Stored data:
--*--

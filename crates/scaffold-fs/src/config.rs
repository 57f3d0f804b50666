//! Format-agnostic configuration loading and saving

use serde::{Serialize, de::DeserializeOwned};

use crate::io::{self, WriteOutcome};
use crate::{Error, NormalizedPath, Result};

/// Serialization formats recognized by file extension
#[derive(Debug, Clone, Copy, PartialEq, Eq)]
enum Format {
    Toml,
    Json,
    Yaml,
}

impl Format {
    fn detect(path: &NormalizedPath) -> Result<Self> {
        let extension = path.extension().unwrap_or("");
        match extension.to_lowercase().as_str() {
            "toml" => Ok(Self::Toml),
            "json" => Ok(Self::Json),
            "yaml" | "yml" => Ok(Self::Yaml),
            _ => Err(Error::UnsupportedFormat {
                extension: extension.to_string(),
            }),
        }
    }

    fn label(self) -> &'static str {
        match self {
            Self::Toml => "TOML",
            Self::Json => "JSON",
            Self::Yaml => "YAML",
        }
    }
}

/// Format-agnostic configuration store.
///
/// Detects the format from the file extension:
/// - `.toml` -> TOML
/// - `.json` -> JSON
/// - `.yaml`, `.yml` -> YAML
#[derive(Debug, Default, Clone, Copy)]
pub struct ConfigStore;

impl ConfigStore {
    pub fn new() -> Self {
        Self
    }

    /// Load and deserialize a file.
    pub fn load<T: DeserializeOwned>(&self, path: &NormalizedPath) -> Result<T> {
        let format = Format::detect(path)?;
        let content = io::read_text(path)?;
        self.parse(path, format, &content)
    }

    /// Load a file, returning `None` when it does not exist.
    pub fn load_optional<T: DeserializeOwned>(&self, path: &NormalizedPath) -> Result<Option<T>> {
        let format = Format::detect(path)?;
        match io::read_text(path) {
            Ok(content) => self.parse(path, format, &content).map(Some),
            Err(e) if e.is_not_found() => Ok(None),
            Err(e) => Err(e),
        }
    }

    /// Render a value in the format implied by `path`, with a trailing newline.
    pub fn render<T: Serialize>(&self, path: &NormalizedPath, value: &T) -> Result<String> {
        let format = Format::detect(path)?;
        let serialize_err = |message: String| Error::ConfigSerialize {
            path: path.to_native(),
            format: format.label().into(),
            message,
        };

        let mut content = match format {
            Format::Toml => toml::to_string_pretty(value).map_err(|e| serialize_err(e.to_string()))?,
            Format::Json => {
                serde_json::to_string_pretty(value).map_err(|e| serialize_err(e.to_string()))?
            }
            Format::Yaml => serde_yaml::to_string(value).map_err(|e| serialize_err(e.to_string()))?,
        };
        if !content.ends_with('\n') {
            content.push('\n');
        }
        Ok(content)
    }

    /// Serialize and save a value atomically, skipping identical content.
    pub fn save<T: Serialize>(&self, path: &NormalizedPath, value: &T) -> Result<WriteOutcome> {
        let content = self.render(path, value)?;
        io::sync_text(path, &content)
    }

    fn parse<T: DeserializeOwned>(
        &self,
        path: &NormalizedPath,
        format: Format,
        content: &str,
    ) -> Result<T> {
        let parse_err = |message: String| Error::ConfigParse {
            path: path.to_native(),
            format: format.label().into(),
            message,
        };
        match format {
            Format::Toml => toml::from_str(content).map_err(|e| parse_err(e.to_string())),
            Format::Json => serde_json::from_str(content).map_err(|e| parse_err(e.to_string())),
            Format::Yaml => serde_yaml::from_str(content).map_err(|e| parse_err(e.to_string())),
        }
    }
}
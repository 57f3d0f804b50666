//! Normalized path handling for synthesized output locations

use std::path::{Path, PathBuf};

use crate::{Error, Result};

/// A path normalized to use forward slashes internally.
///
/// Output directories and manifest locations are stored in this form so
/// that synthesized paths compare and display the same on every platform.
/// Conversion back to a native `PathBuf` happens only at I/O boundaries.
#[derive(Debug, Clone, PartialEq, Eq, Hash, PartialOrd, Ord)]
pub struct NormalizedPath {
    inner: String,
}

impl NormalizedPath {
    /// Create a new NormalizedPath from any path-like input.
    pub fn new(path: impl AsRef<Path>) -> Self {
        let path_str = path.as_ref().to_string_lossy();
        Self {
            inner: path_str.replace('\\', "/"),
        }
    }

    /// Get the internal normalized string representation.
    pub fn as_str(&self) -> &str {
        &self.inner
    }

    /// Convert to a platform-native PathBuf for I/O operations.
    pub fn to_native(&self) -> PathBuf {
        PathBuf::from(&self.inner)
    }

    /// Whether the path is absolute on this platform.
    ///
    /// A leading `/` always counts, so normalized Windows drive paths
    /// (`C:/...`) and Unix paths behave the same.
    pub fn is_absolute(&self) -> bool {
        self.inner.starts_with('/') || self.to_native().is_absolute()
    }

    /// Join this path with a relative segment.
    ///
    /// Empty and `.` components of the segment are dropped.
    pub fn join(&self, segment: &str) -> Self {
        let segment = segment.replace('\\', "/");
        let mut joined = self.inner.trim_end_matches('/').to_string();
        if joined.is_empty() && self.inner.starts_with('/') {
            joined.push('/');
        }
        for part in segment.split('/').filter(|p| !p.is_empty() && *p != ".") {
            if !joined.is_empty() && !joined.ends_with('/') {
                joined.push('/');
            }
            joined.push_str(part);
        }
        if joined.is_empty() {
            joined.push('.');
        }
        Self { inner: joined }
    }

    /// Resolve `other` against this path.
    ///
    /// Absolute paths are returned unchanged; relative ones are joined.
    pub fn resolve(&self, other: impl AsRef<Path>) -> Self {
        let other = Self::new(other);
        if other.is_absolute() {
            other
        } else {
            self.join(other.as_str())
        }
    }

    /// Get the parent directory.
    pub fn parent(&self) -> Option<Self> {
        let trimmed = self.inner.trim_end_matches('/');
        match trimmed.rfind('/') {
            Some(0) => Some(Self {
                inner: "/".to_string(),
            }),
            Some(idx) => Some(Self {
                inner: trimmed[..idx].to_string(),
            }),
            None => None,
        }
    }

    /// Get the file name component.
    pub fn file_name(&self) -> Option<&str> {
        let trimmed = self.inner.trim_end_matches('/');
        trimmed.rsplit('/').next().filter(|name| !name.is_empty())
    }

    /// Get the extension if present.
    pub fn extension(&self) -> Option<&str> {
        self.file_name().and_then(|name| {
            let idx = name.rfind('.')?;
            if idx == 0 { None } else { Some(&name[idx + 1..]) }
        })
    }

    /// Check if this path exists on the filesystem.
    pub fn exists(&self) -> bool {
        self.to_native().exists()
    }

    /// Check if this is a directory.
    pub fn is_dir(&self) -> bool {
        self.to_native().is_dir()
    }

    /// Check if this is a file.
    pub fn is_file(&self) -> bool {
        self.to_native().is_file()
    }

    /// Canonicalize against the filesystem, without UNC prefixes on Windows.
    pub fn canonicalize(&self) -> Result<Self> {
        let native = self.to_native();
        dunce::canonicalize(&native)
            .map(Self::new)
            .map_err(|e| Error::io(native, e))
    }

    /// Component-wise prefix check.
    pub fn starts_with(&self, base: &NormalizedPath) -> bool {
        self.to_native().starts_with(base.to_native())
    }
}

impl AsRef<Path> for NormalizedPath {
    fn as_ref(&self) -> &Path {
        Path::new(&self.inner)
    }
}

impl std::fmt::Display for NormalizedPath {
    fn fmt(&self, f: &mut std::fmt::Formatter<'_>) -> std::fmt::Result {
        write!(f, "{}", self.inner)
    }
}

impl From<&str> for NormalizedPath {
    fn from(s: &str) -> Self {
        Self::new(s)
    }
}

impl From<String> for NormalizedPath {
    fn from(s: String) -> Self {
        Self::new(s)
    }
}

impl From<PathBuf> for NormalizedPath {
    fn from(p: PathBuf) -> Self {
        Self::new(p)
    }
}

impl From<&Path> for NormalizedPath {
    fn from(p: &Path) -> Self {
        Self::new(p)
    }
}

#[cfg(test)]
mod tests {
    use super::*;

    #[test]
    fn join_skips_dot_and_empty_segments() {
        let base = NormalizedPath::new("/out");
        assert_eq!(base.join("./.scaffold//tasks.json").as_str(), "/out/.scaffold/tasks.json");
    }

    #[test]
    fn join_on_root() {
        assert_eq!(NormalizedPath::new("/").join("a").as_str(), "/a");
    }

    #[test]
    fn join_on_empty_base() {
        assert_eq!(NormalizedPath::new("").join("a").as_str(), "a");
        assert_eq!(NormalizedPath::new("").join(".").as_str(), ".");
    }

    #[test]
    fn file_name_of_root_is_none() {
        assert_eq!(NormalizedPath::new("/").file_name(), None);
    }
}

--*--

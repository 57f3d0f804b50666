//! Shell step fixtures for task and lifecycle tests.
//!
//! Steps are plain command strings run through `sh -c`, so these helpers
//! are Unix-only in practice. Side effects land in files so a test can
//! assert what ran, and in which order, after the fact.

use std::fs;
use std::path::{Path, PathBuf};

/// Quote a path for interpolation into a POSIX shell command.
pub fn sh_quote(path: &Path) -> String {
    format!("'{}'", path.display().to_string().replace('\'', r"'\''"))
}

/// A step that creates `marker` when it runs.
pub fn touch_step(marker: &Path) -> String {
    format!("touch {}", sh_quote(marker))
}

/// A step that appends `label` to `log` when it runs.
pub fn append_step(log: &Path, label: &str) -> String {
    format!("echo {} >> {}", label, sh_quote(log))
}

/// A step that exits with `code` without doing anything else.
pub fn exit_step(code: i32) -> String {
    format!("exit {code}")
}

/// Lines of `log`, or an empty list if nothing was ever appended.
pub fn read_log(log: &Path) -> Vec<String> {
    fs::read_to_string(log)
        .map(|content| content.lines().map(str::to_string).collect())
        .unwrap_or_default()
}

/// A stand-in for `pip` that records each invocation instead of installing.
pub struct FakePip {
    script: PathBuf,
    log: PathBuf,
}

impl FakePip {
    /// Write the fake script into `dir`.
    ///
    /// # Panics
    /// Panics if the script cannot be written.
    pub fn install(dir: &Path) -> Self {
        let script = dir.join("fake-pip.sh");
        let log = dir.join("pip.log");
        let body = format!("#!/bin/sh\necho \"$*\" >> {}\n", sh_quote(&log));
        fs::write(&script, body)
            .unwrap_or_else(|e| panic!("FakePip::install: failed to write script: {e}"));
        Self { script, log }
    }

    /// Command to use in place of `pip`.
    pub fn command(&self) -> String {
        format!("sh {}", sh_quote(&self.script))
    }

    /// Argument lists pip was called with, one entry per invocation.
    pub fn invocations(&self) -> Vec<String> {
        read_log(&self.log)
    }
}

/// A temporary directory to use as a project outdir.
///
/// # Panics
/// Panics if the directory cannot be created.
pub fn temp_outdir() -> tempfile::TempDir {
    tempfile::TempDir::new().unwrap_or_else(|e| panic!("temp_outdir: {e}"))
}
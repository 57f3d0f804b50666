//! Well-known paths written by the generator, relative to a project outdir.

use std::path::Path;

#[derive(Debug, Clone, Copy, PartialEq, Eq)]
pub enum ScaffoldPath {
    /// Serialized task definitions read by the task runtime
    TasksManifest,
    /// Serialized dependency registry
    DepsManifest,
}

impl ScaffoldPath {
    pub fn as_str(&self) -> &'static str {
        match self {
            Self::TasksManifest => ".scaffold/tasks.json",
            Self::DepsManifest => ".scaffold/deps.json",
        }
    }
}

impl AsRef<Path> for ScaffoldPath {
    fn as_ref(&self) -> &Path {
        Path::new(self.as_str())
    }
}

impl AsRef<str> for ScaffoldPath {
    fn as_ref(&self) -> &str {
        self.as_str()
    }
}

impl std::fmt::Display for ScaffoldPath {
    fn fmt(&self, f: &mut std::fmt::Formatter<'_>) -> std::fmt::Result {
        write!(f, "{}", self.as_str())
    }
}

--*--

◆ What the task asks ◆
Each line of the entries holding the string "agnostic" should be found and copied.

◆ Response area ◆
//! Format-agnostic configuration loading and saving
/// Format-agnostic configuration store.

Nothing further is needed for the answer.